Please find every line in the records below that contains the word "script", and copy it.

[Given data — start]

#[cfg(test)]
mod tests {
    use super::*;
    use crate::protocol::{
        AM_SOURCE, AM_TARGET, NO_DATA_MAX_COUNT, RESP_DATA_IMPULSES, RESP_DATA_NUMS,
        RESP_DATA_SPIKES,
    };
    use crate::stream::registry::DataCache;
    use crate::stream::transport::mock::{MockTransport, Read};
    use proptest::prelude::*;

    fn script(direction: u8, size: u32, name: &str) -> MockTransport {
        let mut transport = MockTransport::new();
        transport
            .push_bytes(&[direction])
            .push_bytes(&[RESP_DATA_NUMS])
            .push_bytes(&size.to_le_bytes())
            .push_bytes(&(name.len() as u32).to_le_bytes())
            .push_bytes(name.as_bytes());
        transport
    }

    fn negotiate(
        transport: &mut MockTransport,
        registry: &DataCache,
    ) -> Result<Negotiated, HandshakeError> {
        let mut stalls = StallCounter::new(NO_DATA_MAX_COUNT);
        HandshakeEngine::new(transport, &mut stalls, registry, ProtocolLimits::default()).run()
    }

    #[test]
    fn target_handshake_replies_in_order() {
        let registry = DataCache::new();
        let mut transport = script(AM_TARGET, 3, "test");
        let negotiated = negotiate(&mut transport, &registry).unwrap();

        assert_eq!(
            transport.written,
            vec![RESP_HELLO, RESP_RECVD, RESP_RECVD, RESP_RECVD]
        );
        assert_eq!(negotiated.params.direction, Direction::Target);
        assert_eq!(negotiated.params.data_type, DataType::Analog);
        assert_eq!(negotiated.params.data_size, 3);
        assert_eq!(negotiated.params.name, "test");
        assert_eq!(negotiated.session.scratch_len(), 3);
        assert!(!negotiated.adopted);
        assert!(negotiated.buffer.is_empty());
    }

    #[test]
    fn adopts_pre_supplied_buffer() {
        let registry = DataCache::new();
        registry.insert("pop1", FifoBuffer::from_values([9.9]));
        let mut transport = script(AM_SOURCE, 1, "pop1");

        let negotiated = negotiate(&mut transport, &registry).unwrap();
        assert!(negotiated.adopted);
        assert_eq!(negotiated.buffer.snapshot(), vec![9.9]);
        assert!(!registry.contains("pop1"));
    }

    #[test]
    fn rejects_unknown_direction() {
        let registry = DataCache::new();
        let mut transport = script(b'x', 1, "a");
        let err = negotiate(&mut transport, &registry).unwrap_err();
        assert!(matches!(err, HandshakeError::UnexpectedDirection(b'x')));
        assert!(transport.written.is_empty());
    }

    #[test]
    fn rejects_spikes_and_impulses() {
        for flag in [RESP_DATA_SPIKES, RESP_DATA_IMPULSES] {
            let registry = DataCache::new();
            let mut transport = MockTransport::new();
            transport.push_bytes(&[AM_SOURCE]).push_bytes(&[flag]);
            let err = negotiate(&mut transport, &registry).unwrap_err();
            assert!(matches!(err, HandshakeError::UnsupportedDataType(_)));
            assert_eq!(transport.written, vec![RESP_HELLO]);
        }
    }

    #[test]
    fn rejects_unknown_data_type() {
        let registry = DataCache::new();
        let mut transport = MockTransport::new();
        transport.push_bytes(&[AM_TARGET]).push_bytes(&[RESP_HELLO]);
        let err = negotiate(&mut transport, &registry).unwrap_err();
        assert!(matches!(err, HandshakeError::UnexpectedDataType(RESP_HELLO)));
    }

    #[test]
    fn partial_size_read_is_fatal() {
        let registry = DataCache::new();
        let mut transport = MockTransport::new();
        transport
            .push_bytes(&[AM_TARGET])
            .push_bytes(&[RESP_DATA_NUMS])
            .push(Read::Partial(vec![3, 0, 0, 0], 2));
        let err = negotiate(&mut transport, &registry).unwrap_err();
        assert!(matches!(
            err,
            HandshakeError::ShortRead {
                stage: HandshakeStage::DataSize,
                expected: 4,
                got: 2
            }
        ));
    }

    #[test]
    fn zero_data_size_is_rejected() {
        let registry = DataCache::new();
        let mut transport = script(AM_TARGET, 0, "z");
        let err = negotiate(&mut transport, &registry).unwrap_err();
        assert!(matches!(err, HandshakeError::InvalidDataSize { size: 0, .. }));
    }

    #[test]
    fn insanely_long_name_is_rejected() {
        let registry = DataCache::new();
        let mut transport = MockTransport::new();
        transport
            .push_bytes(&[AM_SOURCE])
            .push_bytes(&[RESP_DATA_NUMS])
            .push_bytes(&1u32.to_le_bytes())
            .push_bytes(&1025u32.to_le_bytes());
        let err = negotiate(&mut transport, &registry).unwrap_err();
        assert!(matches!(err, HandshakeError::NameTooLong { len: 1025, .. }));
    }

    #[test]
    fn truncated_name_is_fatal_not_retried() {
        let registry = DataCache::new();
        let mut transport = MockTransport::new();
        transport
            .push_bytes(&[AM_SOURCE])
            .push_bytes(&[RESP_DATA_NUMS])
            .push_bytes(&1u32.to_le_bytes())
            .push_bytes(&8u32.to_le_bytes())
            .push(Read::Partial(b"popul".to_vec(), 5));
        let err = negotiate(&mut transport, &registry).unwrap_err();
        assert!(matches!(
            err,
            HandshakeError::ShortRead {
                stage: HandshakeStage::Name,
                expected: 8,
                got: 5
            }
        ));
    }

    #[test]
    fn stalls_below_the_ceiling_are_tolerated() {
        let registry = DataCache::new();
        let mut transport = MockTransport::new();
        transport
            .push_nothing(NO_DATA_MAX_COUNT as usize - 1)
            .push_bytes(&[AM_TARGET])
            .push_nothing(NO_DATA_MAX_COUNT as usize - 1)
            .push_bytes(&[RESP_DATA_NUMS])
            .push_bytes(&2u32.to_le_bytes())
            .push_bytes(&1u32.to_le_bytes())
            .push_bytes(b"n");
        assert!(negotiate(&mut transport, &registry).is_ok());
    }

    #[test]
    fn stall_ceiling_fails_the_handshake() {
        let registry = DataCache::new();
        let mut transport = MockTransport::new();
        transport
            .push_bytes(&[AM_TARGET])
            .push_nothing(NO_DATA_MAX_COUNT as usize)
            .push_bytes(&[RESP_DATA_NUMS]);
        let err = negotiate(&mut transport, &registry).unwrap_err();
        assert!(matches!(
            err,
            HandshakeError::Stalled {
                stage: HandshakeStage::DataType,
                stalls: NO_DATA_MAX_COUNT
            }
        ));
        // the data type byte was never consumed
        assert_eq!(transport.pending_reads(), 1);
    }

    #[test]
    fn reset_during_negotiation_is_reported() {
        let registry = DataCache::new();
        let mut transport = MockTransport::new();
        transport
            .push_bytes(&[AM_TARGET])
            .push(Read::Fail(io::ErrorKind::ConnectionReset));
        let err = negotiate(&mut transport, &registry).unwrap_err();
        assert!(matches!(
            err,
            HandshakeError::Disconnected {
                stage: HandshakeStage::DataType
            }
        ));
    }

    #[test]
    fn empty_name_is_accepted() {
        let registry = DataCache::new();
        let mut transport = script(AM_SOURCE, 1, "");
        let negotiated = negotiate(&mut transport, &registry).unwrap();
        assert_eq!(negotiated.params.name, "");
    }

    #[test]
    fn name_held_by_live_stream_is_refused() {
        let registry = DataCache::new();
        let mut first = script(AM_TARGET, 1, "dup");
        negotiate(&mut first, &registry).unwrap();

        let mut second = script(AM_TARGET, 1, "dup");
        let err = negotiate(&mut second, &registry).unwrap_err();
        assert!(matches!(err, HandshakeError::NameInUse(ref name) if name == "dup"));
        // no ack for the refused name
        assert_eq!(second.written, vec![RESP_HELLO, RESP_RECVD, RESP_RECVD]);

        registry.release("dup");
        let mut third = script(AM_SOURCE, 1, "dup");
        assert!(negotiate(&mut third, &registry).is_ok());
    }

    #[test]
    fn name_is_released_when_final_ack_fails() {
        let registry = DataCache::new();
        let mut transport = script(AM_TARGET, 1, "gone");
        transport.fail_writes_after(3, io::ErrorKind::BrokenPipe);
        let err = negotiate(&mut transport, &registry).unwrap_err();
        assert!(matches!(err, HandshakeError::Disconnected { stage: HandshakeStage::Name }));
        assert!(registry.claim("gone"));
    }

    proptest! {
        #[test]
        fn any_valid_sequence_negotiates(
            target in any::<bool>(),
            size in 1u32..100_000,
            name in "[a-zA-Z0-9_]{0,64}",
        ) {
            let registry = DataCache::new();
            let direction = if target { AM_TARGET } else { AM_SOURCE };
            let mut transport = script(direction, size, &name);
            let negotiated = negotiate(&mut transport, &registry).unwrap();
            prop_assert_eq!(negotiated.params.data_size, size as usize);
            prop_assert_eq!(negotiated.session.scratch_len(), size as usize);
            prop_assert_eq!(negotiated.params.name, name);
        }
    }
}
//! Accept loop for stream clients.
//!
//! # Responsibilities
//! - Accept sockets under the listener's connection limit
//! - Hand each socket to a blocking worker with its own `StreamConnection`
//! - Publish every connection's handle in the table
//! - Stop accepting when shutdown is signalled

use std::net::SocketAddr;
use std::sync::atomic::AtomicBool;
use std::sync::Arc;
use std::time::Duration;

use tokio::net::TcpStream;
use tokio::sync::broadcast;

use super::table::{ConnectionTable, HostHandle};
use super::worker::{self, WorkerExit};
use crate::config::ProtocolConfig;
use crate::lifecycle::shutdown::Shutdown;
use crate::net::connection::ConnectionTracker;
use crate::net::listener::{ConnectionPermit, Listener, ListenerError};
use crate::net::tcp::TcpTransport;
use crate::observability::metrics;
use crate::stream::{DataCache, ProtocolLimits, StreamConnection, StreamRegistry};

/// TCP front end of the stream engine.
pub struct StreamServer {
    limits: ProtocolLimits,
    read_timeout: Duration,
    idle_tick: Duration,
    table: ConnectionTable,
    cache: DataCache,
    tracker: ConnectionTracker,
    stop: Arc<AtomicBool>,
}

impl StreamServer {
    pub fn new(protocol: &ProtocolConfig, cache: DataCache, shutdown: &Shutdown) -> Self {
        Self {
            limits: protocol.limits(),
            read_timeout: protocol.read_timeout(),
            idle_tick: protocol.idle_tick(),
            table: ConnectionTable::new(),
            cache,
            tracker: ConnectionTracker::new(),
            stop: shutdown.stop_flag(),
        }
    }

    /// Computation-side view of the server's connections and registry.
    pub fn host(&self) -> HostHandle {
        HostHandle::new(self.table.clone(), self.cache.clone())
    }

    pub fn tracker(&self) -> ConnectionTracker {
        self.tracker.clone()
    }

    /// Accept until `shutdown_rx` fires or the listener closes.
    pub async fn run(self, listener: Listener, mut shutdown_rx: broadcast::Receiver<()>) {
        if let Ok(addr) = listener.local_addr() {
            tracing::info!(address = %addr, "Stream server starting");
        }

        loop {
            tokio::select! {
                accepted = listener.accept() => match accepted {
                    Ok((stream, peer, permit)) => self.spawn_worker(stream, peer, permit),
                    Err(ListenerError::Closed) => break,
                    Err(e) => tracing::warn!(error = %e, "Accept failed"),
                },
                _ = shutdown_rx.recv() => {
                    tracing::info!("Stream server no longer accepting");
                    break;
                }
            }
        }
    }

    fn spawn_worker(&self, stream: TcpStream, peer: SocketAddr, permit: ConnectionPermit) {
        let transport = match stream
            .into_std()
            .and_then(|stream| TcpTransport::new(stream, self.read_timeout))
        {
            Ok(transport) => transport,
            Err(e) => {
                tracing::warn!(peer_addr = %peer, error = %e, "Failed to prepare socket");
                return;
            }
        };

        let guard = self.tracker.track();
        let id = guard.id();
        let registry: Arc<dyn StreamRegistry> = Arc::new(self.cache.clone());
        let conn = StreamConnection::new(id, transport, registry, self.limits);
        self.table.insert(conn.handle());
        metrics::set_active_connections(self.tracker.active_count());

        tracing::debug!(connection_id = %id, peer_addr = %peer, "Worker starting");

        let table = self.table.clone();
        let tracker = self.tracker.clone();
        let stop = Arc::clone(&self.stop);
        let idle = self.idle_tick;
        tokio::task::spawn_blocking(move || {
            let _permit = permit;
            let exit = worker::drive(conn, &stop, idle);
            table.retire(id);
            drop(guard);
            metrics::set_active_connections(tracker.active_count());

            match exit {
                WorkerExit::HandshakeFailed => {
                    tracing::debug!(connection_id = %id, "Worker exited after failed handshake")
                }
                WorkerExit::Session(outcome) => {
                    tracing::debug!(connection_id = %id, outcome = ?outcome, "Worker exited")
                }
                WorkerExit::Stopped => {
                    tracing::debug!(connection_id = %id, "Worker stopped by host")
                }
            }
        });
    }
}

[Given data — finish]

- [Answer to this problem]:
    fn script(direction: u8, size: u32, name: &str) -> MockTransport {
        let mut transport = script(AM_TARGET, 3, "test");
        let mut transport = script(AM_SOURCE, 1, "pop1");
        let mut transport = script(b'x', 1, "a");
        let mut transport = script(AM_TARGET, 0, "z");
        let mut transport = script(AM_SOURCE, 1, "");
        let mut first = script(AM_TARGET, 1, "dup");
        let mut second = script(AM_TARGET, 1, "dup");
        let mut third = script(AM_SOURCE, 1, "dup");
        let mut transport = script(AM_TARGET, 1, "gone");
            let mut transport = script(direction, size, &name);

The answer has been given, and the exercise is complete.